TASK MATERIAL START

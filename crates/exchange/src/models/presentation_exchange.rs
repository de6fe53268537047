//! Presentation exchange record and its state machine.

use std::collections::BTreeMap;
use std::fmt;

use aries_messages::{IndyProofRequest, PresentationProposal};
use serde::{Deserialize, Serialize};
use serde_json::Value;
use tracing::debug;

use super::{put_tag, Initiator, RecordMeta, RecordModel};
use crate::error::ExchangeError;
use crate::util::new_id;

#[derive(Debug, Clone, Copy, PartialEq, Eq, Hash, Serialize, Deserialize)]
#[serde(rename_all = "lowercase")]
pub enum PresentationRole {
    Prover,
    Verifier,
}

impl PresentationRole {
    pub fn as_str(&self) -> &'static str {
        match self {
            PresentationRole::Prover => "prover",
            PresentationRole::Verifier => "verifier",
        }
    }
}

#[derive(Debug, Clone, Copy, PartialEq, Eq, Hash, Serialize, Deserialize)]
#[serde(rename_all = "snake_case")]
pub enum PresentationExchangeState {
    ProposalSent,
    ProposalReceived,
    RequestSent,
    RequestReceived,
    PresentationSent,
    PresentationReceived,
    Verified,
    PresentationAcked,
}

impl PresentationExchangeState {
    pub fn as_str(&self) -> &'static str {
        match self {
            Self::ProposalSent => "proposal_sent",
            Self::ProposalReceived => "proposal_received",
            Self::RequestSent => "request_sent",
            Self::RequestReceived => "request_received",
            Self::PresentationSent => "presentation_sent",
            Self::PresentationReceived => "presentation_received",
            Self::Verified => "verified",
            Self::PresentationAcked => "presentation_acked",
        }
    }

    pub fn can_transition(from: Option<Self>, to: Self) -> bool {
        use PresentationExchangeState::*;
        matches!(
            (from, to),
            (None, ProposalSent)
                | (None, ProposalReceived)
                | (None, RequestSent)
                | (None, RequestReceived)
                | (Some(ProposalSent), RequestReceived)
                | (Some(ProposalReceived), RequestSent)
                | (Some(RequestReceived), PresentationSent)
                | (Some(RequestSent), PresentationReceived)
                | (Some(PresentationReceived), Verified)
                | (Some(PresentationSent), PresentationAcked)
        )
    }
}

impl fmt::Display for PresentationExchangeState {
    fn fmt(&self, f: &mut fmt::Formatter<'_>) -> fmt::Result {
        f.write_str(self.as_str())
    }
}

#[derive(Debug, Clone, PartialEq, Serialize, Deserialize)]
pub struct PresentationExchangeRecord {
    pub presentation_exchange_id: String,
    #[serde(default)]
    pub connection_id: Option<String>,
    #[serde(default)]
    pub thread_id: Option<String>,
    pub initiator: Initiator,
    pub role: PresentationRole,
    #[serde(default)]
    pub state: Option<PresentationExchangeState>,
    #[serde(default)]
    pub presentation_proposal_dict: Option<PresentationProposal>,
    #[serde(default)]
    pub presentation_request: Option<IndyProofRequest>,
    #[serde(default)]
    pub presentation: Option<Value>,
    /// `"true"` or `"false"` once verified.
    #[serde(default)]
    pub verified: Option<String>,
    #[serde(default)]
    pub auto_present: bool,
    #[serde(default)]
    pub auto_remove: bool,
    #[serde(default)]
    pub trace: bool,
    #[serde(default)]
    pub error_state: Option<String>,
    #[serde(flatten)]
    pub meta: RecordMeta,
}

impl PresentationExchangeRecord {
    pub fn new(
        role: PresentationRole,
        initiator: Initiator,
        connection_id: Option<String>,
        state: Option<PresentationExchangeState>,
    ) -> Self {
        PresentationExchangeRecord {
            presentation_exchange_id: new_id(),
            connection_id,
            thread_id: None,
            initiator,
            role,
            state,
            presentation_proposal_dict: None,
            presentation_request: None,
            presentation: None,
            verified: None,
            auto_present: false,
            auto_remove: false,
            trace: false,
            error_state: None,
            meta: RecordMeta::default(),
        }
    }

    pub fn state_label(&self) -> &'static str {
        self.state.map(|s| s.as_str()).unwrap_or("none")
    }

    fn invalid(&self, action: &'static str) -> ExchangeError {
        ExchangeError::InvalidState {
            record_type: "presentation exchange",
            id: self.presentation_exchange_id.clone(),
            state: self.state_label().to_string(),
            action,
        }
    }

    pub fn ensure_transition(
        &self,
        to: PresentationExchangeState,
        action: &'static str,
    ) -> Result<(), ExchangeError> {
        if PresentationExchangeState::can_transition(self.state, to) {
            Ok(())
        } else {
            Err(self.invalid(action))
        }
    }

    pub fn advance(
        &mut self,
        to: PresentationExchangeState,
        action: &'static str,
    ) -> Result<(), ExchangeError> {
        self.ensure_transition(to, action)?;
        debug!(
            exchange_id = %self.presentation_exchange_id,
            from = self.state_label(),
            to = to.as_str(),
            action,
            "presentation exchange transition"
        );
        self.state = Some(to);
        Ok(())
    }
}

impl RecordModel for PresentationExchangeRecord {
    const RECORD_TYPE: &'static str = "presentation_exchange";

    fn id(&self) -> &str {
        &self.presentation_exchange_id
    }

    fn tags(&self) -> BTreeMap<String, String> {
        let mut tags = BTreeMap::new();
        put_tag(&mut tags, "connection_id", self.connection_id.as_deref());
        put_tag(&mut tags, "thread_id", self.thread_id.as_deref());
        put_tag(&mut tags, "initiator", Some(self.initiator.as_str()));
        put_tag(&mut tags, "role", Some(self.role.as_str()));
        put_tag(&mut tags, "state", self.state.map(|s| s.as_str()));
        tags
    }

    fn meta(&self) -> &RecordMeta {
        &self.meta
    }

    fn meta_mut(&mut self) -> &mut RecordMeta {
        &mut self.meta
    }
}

TASK MATERIAL END

WHAT YOU HAVE TO DO:
List all lines above in which the string "Deserialize" appears.

YOUR RESPONSE:
use serde::{Deserialize, Serialize};
#[derive(Debug, Clone, Copy, PartialEq, Eq, Hash, Serialize, Deserialize)]
#[derive(Debug, Clone, Copy, PartialEq, Eq, Hash, Serialize, Deserialize)]
#[derive(Debug, Clone, PartialEq, Serialize, Deserialize)]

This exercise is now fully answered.